— WHAT IS EXPECTED —
Repeat the listing beneath this line exactly, keeping every character.

— INFORMATION GIVEN —

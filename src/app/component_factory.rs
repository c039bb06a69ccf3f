use std::sync::Arc;
use std::time::Duration;

use serde::Deserialize;
use thiserror::Error;
use tokio::sync::{mpsc, watch};
use tokio::task::JoinHandle;

use super::event_hooks::{ArtifactEventHandler, JobHookDispatcher};
use super::job::HookEvent;
use super::scan_all::ScanAll;
use super::scan_controller::ScanController;
use super::scanner_controller::ScannerController;
use crate::domain::registration::{AccessCredential, AuthType, Registration};

#[derive(Debug, Clone, Default, PartialEq, Deserialize)]
#[serde(default)]
pub struct Config {
    pub registry: RegistryConfig,
    pub robot: RobotConfig,
    pub client_pool: ClientPoolConfig,
    pub job: JobConfig,
    pub logging: LoggingConfig,
    pub scanners: Vec<ScannerConfig>,
}

#[derive(Debug, Clone, Default, PartialEq, Deserialize)]
#[serde(default)]
pub struct RegistryConfig {
    /// Registry address handed to adapters.
    pub external_url: String,
    /// Core address reachable from inside the deployment.
    pub core_internal_url: String,
}

#[derive(Debug, Clone, PartialEq, Deserialize)]
#[serde(default)]
pub struct RobotConfig {
    pub ttl_seconds: i64,
    pub name_prefix: String,
}

impl Default for RobotConfig {
    fn default() -> Self {
        Self {
            ttl_seconds: 1800,
            name_prefix: "robot$".to_string(),
        }
    }
}

#[derive(Debug, Clone, PartialEq, Deserialize)]
#[serde(default)]
pub struct ClientPoolConfig {
    pub eviction_interval_secs: u64,
    pub expiration_secs: u64,
    pub request_timeout_secs: u64,
}

impl Default for ClientPoolConfig {
    fn default() -> Self {
        Self {
            eviction_interval_secs: 60,
            expiration_secs: 300,
            request_timeout_secs: 30,
        }
    }
}

#[derive(Debug, Clone, PartialEq, Deserialize)]
#[serde(default)]
pub struct JobConfig {
    pub max_attempts: u32,
    pub first_check_interval_secs: u64,
    pub check_timeout_secs: u64,
}

impl Default for JobConfig {
    fn default() -> Self {
        Self {
            max_attempts: 3,
            first_check_interval_secs: 2,
            check_timeout_secs: 30 * 60,
        }
    }
}

impl JobConfig {
    pub fn first_check_interval(&self) -> Duration {
        Duration::from_secs(self.first_check_interval_secs)
    }

    pub fn check_timeout(&self) -> Duration {
        Duration::from_secs(self.check_timeout_secs)
    }
}

#[derive(Debug, Clone, Copy, Default, PartialEq, Eq, Deserialize)]
#[serde(rename_all = "lowercase")]
pub enum LogFormat {
    #[default]
    Text,
    Json,
}

#[derive(Debug, Clone, PartialEq, Deserialize)]
#[serde(default)]
pub struct LoggingConfig {
    pub level: String,
    pub format: LogFormat,
}

impl Default for LoggingConfig {
    fn default() -> Self {
        Self {
            level: "info".to_string(),
            format: LogFormat::Text,
        }
    }
}

/// A scanner installed at boot unless one with the same url exists.
#[derive(Debug, Clone, Default, PartialEq, Deserialize)]
#[serde(default)]
pub struct ScannerConfig {
    pub name: String,
    pub url: String,
    pub description: String,
    pub auth: String,
    pub access_credential: Option<String>,
    pub skip_cert_verify: bool,
    pub use_internal_addr: bool,
    pub immutable: bool,
    /// Retry with a suffixed name when the name is taken.
    pub resolve_conflict: bool,
}

impl ScannerConfig {
    pub fn to_registration(&self) -> Result<Registration, ComponentFactoryError> {
        let auth: AuthType = self
            .auth
            .parse()
            .map_err(|e| ComponentFactoryError::InvalidConfiguration(format!("scanner {}: {e}", self.name)))?;
        Ok(Registration {
            name: self.name.clone(),
            url: self.url.clone(),
            description: self.description.clone(),
            auth,
            access_credential: self.access_credential.clone().map(AccessCredential),
            skip_cert_verify: self.skip_cert_verify,
            use_internal_addr: self.use_internal_addr,
            immutable: self.immutable,
            ..Default::default()
        })
    }
}

impl Config {
    pub fn from_yaml(content: &str) -> Result<Self, ComponentFactoryError> {
        let config: Config = marked_yaml::from_yaml(0, content)
            .map_err(|e| ComponentFactoryError::InvalidConfiguration(e.to_string()))?;
        config.validate()?;
        Ok(config)
    }

    pub fn validate(&self) -> Result<(), ComponentFactoryError> {
        if self.registry.core_internal_url.is_empty() {
            return Err(ComponentFactoryError::MissingSetting("registry.core_internal_url"));
        }
        if self.registry.external_url.is_empty() {
            return Err(ComponentFactoryError::MissingSetting("registry.external_url"));
        }
        if self.job.max_attempts == 0 {
            return Err(ComponentFactoryError::InvalidConfiguration(
                "job.max_attempts must be at least 1".into(),
            ));
        }
        for scanner in &self.scanners {
            scanner.to_registration()?;
        }
        Ok(())
    }
}

#[derive(Error, Debug)]
pub enum ComponentFactoryError {
    #[error("invalid configuration: {0}")]
    InvalidConfiguration(String),

    #[error("missing configuration setting {0}")]
    MissingSetting(&'static str),
}

/// A long-running task the binary starts and stops with the process.
pub trait BackgroundTask: Send + Sync {
    fn name(&self) -> &str;

    fn spawn(&self, shutdown: watch::Receiver<bool>) -> JoinHandle<()>;
}

pub struct Components {
    pub scanners: Arc<ScannerController>,
    pub scans: Arc<ScanController>,
    pub scan_all: Arc<ScanAll>,
    pub artifact_events: Arc<ArtifactEventHandler>,
    pub job_hooks: JobHookDispatcher,
    /// Status changes of scan jobs, to be fed to `job_hooks`.
    pub hook_events: mpsc::UnboundedReceiver<HookEvent>,
    pub background: Vec<Box<dyn BackgroundTask>>,
}

pub trait ComponentFactory {
    fn create_components(&self, config: Config) -> Result<Components, ComponentFactoryError>;
}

— RESPONSE FOR THIS EXERCISE —
filename src/app/component_factory.rs
repository c039bb06a69ccf3f
use std::sync::Arc;
use std::time::Duration;

use serde::Deserialize;
use thiserror::Error;
use tokio::sync::{mpsc, watch};
use tokio::task::JoinHandle;

use super::event_hooks::{ArtifactEventHandler, JobHookDispatcher};
use super::job::HookEvent;
use super::scan_all::ScanAll;
use super::scan_controller::ScanController;
use super::scanner_controller::ScannerController;
use crate::domain::registration::{AccessCredential, AuthType, Registration};

#[derive(Debug, Clone, Default, PartialEq, Deserialize)]
#[serde(default)]
pub struct Config {
    pub registry: RegistryConfig,
    pub robot: RobotConfig,
    pub client_pool: ClientPoolConfig,
    pub job: JobConfig,
    pub logging: LoggingConfig,
    pub scanners: Vec<ScannerConfig>,
}

#[derive(Debug, Clone, Default, PartialEq, Deserialize)]
#[serde(default)]
pub struct RegistryConfig {
    /// Registry address handed to adapters.
    pub external_url: String,
    /// Core address reachable from inside the deployment.
    pub core_internal_url: String,
}

#[derive(Debug, Clone, PartialEq, Deserialize)]
#[serde(default)]
pub struct RobotConfig {
    pub ttl_seconds: i64,
    pub name_prefix: String,
}

impl Default for RobotConfig {
    fn default() -> Self {
        Self {
            ttl_seconds: 1800,
            name_prefix: "robot$".to_string(),
        }
    }
}

#[derive(Debug, Clone, PartialEq, Deserialize)]
#[serde(default)]
pub struct ClientPoolConfig {
    pub eviction_interval_secs: u64,
    pub expiration_secs: u64,
    pub request_timeout_secs: u64,
}

impl Default for ClientPoolConfig {
    fn default() -> Self {
        Self {
            eviction_interval_secs: 60,
            expiration_secs: 300,
            request_timeout_secs: 30,
        }
    }
}

#[derive(Debug, Clone, PartialEq, Deserialize)]
#[serde(default)]
pub struct JobConfig {
    pub max_attempts: u32,
    pub first_check_interval_secs: u64,
    pub check_timeout_secs: u64,
}

impl Default for JobConfig {
    fn default() -> Self {
        Self {
            max_attempts: 3,
            first_check_interval_secs: 2,
            check_timeout_secs: 30 * 60,
        }
    }
}

impl JobConfig {
    pub fn first_check_interval(&self) -> Duration {
        Duration::from_secs(self.first_check_interval_secs)
    }

    pub fn check_timeout(&self) -> Duration {
        Duration::from_secs(self.check_timeout_secs)
    }
}

#[derive(Debug, Clone, Copy, Default, PartialEq, Eq, Deserialize)]
#[serde(rename_all = "lowercase")]
pub enum LogFormat {
    #[default]
    Text,
    Json,
}

#[derive(Debug, Clone, PartialEq, Deserialize)]
#[serde(default)]
pub struct LoggingConfig {
    pub level: String,
    pub format: LogFormat,
}

impl Default for LoggingConfig {
    fn default() -> Self {
        Self {
            level: "info".to_string(),
            format: LogFormat::Text,
        }
    }
}

/// A scanner installed at boot unless one with the same url exists.
#[derive(Debug, Clone, Default, PartialEq, Deserialize)]
#[serde(default)]
pub struct ScannerConfig {
    pub name: String,
    pub url: String,
    pub description: String,
    pub auth: String,
    pub access_credential: Option<String>,
    pub skip_cert_verify: bool,
    pub use_internal_addr: bool,
    pub immutable: bool,
    /// Retry with a suffixed name when the name is taken.
    pub resolve_conflict: bool,
}

impl ScannerConfig {
    pub fn to_registration(&self) -> Result<Registration, ComponentFactoryError> {
        let auth: AuthType = self
            .auth
            .parse()
            .map_err(|e| ComponentFactoryError::InvalidConfiguration(format!("scanner {}: {e}", self.name)))?;
        Ok(Registration {
            name: self.name.clone(),
            url: self.url.clone(),
            description: self.description.clone(),
            auth,
            access_credential: self.access_credential.clone().map(AccessCredential),
            skip_cert_verify: self.skip_cert_verify,
            use_internal_addr: self.use_internal_addr,
            immutable: self.immutable,
            ..Default::default()
        })
    }
}

impl Config {
    pub fn from_yaml(content: &str) -> Result<Self, ComponentFactoryError> {
        let config: Config = marked_yaml::from_yaml(0, content)
            .map_err(|e| ComponentFactoryError::InvalidConfiguration(e.to_string()))?;
        config.validate()?;
        Ok(config)
    }

    pub fn validate(&self) -> Result<(), ComponentFactoryError> {
        if self.registry.core_internal_url.is_empty() {
            return Err(ComponentFactoryError::MissingSetting("registry.core_internal_url"));
        }
        if self.registry.external_url.is_empty() {
            return Err(ComponentFactoryError::MissingSetting("registry.external_url"));
        }
        if self.job.max_attempts == 0 {
            return Err(ComponentFactoryError::InvalidConfiguration(
                "job.max_attempts must be at least 1".into(),
            ));
        }
        for scanner in &self.scanners {
            scanner.to_registration()?;
        }
        Ok(())
    }
}

#[derive(Error, Debug)]
pub enum ComponentFactoryError {
    #[error("invalid configuration: {0}")]
    InvalidConfiguration(String),

    #[error("missing configuration setting {0}")]
    MissingSetting(&'static str),
}

/// A long-running task the binary starts and stops with the process.
pub trait BackgroundTask: Send + Sync {
    fn name(&self) -> &str;

    fn spawn(&self, shutdown: watch::Receiver<bool>) -> JoinHandle<()>;
}

pub struct Components {
    pub scanners: Arc<ScannerController>,
    pub scans: Arc<ScanController>,
    pub scan_all: Arc<ScanAll>,
    pub artifact_events: Arc<ArtifactEventHandler>,
    pub job_hooks: JobHookDispatcher,
    /// Status changes of scan jobs, to be fed to `job_hooks`.
    pub hook_events: mpsc::UnboundedReceiver<HookEvent>,
    pub background: Vec<Box<dyn BackgroundTask>>,
}

pub trait ComponentFactory {
    fn create_components(&self, config: Config) -> Result<Components, ComponentFactoryError>;
}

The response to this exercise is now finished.